→ **PROBLEM DESCRIPTION**: Both the line containing "payload: &str) -> Result<(), BrokerError>;" and the line containing "Open the broker" belong to the span. Output exactly that span from the listing below, and nothing outside it.

→ **DATA TO USE**:
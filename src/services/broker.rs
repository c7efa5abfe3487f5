use async_trait::async_trait;
use redis::{AsyncCommands, Direction};
use std::collections::{HashMap, VecDeque};
use std::sync::atomic::{AtomicBool, AtomicUsize, Ordering};
use std::sync::Mutex;
use std::time::Duration;
use tokio::sync::Notify;

/// Queue feeding the OCR worker pool.
pub const OCR_QUEUE: &str = "ocr-queue";
/// Queue feeding the translation+render worker pool.
pub const TRANSLATION_QUEUE: &str = "translation-queue";

const REQUEUE_SCRIPT: &str = r#"
local removed = redis.call('LREM', KEYS[1], 1, ARGV[1])
if removed > 0 then
  redis.call('RPUSH', KEYS[2], ARGV[1])
end
return removed
"#;

/// A message handed to one consumer and held until acknowledged.
#[derive(Debug, Clone, PartialEq)]
pub struct Delivery {
    pub queue: String,
    pub consumer: String,
    pub payload: String,
}

/// Durable named queues with explicit acknowledgement.
///
/// Delivery is at-least-once: a consumed message stays in the consumer's
/// in-flight list until `ack`. `requeue` hands it back immediately and
/// `recover` returns everything a consumer left in flight (a crash before
/// ack) to the queue.
#[async_trait]
pub trait MessageBroker: Send + Sync {
    async fn publish(&self, queue: &str, payload: &str) -> Result<(), BrokerError>;

    /// Wait up to `timeout` for the next message. `Ok(None)` when the queue stayed empty.
    async fn consume(
        &self,
        queue: &str,
        consumer: &str,
        timeout: Duration,
    ) -> Result<Option<Delivery>, BrokerError>;

    async fn ack(&self, delivery: &Delivery) -> Result<(), BrokerError>;

    async fn requeue(&self, delivery: &Delivery) -> Result<(), BrokerError>;

    /// Move every in-flight message of `consumer` back onto `queue`; returns the count.
    async fn recover(&self, queue: &str, consumer: &str) -> Result<u64, BrokerError>;

    async fn depth(&self, queue: &str) -> Result<u64, BrokerError>;

    async fn health_check(&self) -> Result<(), BrokerError>;
}

fn processing_key(queue: &str, consumer: &str) -> String {
    format!("{queue}:processing:{consumer}")
}

/// Redis reliable-queue broker: a list per queue and an in-flight list per consumer.
pub struct RedisBroker {
    client: redis::Client,
    requeue: redis::Script,
}

impl RedisBroker {
    pub fn new(redis_url: &str) -> Result<Self, BrokerError> {
        let client = redis::Client::open(redis_url).map_err(BrokerError::Redis)?;
        Ok(Self {
            client,
            requeue: redis::Script::new(REQUEUE_SCRIPT),
        })
    }

    /// Open the broker and verify it answers within `timeout`.
    pub async fn connect(redis_url: &str, timeout: Duration) -> Result<Self, BrokerError> {
        let broker = Self::new(redis_url)?;
        tokio::time::timeout(timeout, broker.health_check())
            .await
            .map_err(|_| BrokerError::ConnectTimeout(timeout))??;
        Ok(broker)
    }

    async fn connection(&self) -> Result<redis::aio::MultiplexedConnection, BrokerError> {
        self.client
            .get_multiplexed_async_connection()
            .await
            .map_err(BrokerError::Redis)
    }
}

#[async_trait]
impl MessageBroker for RedisBroker {
    async fn publish(&self, queue: &str, payload: &str) -> Result<(), BrokerError> {
        let mut conn = self.connection().await?;
        conn.lpush::<_, _, ()>(queue, payload).await?;
        tracing::debug!(queue, "Message published");
        Ok(())
    }

    async fn consume(
        &self,
        queue: &str,
        consumer: &str,
        timeout: Duration,
    ) -> Result<Option<Delivery>, BrokerError> {
        let mut conn = self.connection().await?;
        let payload: Option<String> = conn
            .blmove(
                queue,
                processing_key(queue, consumer),
                Direction::Right,
                Direction::Left,
                timeout.as_secs_f64(),
            )
            .await?;
        Ok(payload.map(|payload| Delivery {
            queue: queue.to_string(),
            consumer: consumer.to_string(),
            payload,
        }))
    }

    async fn ack(&self, delivery: &Delivery) -> Result<(), BrokerError> {
        let mut conn = self.connection().await?;
        conn.lrem::<_, _, ()>(
            processing_key(&delivery.queue, &delivery.consumer),
            1,
            &delivery.payload,
        )
        .await?;
        Ok(())
    }

    async fn requeue(&self, delivery: &Delivery) -> Result<(), BrokerError> {
        let mut conn = self.connection().await?;
        let _: i64 = self
            .requeue
            .key(processing_key(&delivery.queue, &delivery.consumer))
            .key(&delivery.queue)
            .arg(&delivery.payload)
            .invoke_async(&mut conn)
            .await?;
        Ok(())
    }

    async fn recover(&self, queue: &str, consumer: &str) -> Result<u64, BrokerError> {
        let mut conn = self.connection().await?;
        let processing = processing_key(queue, consumer);
        let mut moved = 0;
        loop {
            let item: Option<String> = conn
                .lmove(&processing, queue, Direction::Right, Direction::Right)
                .await?;
            if item.is_none() {
                break;
            }
            moved += 1;
        }
        Ok(moved)
    }

    async fn depth(&self, queue: &str) -> Result<u64, BrokerError> {
        let mut conn = self.connection().await?;
        Ok(conn.llen(queue).await?)
    }

    async fn health_check(&self) -> Result<(), BrokerError> {
        let mut conn = self.connection().await?;
        redis::cmd("PING")
            .query_async::<String>(&mut conn)
            .await
            .map_err(BrokerError::Redis)?;
        Ok(())
    }
}

#[derive(Default)]
struct MemoryQueues {
    ready: HashMap<String, VecDeque<String>>,
    in_flight: HashMap<String, Vec<String>>,
    published: HashMap<String, usize>,
}

/// In-process broker with the Redis broker's delivery semantics.
pub struct InMemoryBroker {
    queues: Mutex<MemoryQueues>,
    arrivals: Notify,
    available: AtomicBool,
}

impl Default for InMemoryBroker {
    fn default() -> Self {
        Self {
            queues: Mutex::new(MemoryQueues::default()),
            arrivals: Notify::new(),
            available: AtomicBool::new(true),
        }
    }
}

impl InMemoryBroker {
    pub fn new() -> Self {
        Self::default()
    }

    /// Simulate an outage: every operation fails while unavailable.
    pub fn set_available(&self, available: bool) {
        self.available.store(available, Ordering::SeqCst);
    }

    /// Total messages ever published to `queue`.
    pub fn published(&self, queue: &str) -> usize {
        self.lock()
            .map(|q| q.published.get(queue).copied().unwrap_or(0))
            .unwrap_or(0)
    }

    /// Messages currently held unacknowledged by `consumer`.
    pub fn in_flight(&self, queue: &str, consumer: &str) -> usize {
        self.lock()
            .map(|q| {
                q.in_flight
                    .get(&processing_key(queue, consumer))
                    .map_or(0, Vec::len)
            })
            .unwrap_or(0)
    }

    fn lock(&self) -> Result<std::sync::MutexGuard<'_, MemoryQueues>, BrokerError> {
        self.queues.lock().map_err(|_| BrokerError::Poisoned)
    }

    fn ensure_available(&self) -> Result<(), BrokerError> {
        if self.available.load(Ordering::SeqCst) {
            Ok(())
        } else {
            Err(BrokerError::Unavailable)
        }
    }

    fn try_take(&self, queue: &str, consumer: &str) -> Result<Option<String>, BrokerError> {
        let mut queues = self.lock()?;
        let Some(payload) = queues.ready.get_mut(queue).and_then(VecDeque::pop_front) else {
            return Ok(None);
        };
        queues
            .in_flight
            .entry(processing_key(queue, consumer))
            .or_default()
            .push(payload.clone());
        Ok(Some(payload))
    }

    fn remove_in_flight(queues: &mut MemoryQueues, delivery: &Delivery) -> bool {
        let key = processing_key(&delivery.queue, &delivery.consumer);
        let Some(list) = queues.in_flight.get_mut(&key) else {
            return false;
        };
        match list.iter().position(|p| p == &delivery.payload) {
            Some(idx) => {
                list.remove(idx);
                true
            }
            None => false,
        }
    }
}

#[async_trait]
impl MessageBroker for InMemoryBroker {
    async fn publish(&self, queue: &str, payload: &str) -> Result<(), BrokerError> {
        self.ensure_available()?;
        {
            let mut queues = self.lock()?;
            queues
                .ready
                .entry(queue.to_string())
                .or_default()
                .push_back(payload.to_string());
            *queues.published.entry(queue.to_string()).or_default() += 1;
        }
        self.arrivals.notify_waiters();
        Ok(())
    }

    async fn consume(
        &self,
        queue: &str,
        consumer: &str,
        timeout: Duration,
    ) -> Result<Option<Delivery>, BrokerError> {
        let deadline = tokio::time::Instant::now() + timeout;
        loop {
            self.ensure_available()?;
            let arrival = self.arrivals.notified();
            if let Some(payload) = self.try_take(queue, consumer)? {
                return Ok(Some(Delivery {
                    queue: queue.to_string(),
                    consumer: consumer.to_string(),
                    payload,
                }));
            }
            if tokio::time::timeout_at(deadline, arrival).await.is_err() {
                return Ok(None);
            }
        }
    }

    async fn ack(&self, delivery: &Delivery) -> Result<(), BrokerError> {
        self.ensure_available()?;
        let mut queues = self.lock()?;
        Self::remove_in_flight(&mut queues, delivery);
        Ok(())
    }

    async fn requeue(&self, delivery: &Delivery) -> Result<(), BrokerError> {
        self.ensure_available()?;
        {
            let mut queues = self.lock()?;
            if Self::remove_in_flight(&mut queues, delivery) {
                queues
                    .ready
                    .entry(delivery.queue.clone())
                    .or_default()
                    .push_front(delivery.payload.clone());
            }
        }
        self.arrivals.notify_waiters();
        Ok(())
    }

    async fn recover(&self, queue: &str, consumer: &str) -> Result<u64, BrokerError> {
        self.ensure_available()?;
        let moved = {
            let mut queues = self.lock()?;
            let orphans = queues
                .in_flight
                .remove(&processing_key(queue, consumer))
                .unwrap_or_default();
            let moved = orphans.len() as u64;
            let ready = queues.ready.entry(queue.to_string()).or_default();
            for payload in orphans.into_iter().rev() {
                ready.push_front(payload);
            }
            moved
        };
        self.arrivals.notify_waiters();
        Ok(moved)
    }

    async fn depth(&self, queue: &str) -> Result<u64, BrokerError> {
        self.ensure_available()?;
        Ok(self.lock()?.ready.get(queue).map_or(0, |q| q.len() as u64))
    }

    async fn health_check(&self) -> Result<(), BrokerError> {
        self.ensure_available()
    }
}

/// Ceiling on unacknowledged messages a consumer process may hold at once.
///
/// The backpressure monitor moves the ceiling; workers take a slot before
/// consuming and release it after the ack. Lowering the ceiling never revokes
/// slots already held, it only delays new ones.
pub struct PrefetchLimit {
    limit: AtomicUsize,
    in_flight: Mutex<usize>,
    released: Notify,
}

impl PrefetchLimit {
    pub fn new(limit: usize) -> Self {
        Self {
            limit: AtomicUsize::new(limit.max(1)),
            in_flight: Mutex::new(0),
            released: Notify::new(),
        }
    }

    pub fn limit(&self) -> usize {
        self.limit.load(Ordering::SeqCst)
    }

    pub fn set_limit(&self, limit: usize) {
        self.limit.store(limit.max(1), Ordering::SeqCst);
        self.released.notify_waiters();
    }

    pub fn in_flight(&self) -> usize {
        self.in_flight.lock().map(|n| *n).unwrap_or(0)
    }

    /// Wait for a free slot under the current ceiling.
    pub async fn acquire(&self) -> PrefetchSlot<'_> {
        loop {
            let released = self.released.notified();
            if let Some(slot) = self.try_acquire() {
                return slot;
            }
            released.await;
        }
    }

    pub fn try_acquire(&self) -> Option<PrefetchSlot<'_>> {
        let mut in_flight = self.in_flight.lock().unwrap_or_else(|e| e.into_inner());
        if *in_flight < self.limit() {
            *in_flight += 1;
            Some(PrefetchSlot { owner: self })
        } else {
            None
        }
    }

    fn release(&self) {
        {
            let mut in_flight = self.in_flight.lock().unwrap_or_else(|e| e.into_inner());
            *in_flight = in_flight.saturating_sub(1);
        }
        self.released.notify_waiters();
    }
}

/// A held prefetch slot, returned on drop.
pub struct PrefetchSlot<'a> {
    owner: &'a PrefetchLimit,
}

impl Drop for PrefetchSlot<'_> {
    fn drop(&mut self) {
        self.owner.release();
    }
}

#[derive(Debug, thiserror::Error)]
pub enum BrokerError {
    #[error("Redis error: {0}")]
    Redis(#[from] redis::RedisError),

    #[error("Broker did not answer within {0:?}")]
    ConnectTimeout(Duration),

    #[error("Broker unavailable")]
    Unavailable,

    #[error("Broker state lock poisoned")]
    Poisoned,
}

→ **EXPECTED ANSWER**:
    async fn publish(&self, queue: &str, payload: &str) -> Result<(), BrokerError>;

    /// Wait up to `timeout` for the next message. `Ok(None)` when the queue stayed empty.
    async fn consume(
        &self,
        queue: &str,
        consumer: &str,
        timeout: Duration,
    ) -> Result<Option<Delivery>, BrokerError>;

    async fn ack(&self, delivery: &Delivery) -> Result<(), BrokerError>;

    async fn requeue(&self, delivery: &Delivery) -> Result<(), BrokerError>;

    /// Move every in-flight message of `consumer` back onto `queue`; returns the count.
    async fn recover(&self, queue: &str, consumer: &str) -> Result<u64, BrokerError>;

    async fn depth(&self, queue: &str) -> Result<u64, BrokerError>;

    async fn health_check(&self) -> Result<(), BrokerError>;
}

fn processing_key(queue: &str, consumer: &str) -> String {
    format!("{queue}:processing:{consumer}")
}

/// Redis reliable-queue broker: a list per queue and an in-flight list per consumer.
pub struct RedisBroker {
    client: redis::Client,
    requeue: redis::Script,
}

impl RedisBroker {
    pub fn new(redis_url: &str) -> Result<Self, BrokerError> {
        let client = redis::Client::open(redis_url).map_err(BrokerError::Redis)?;
        Ok(Self {
            client,
            requeue: redis::Script::new(REQUEUE_SCRIPT),
        })
    }

    /// Open the broker and verify it answers within `timeout`.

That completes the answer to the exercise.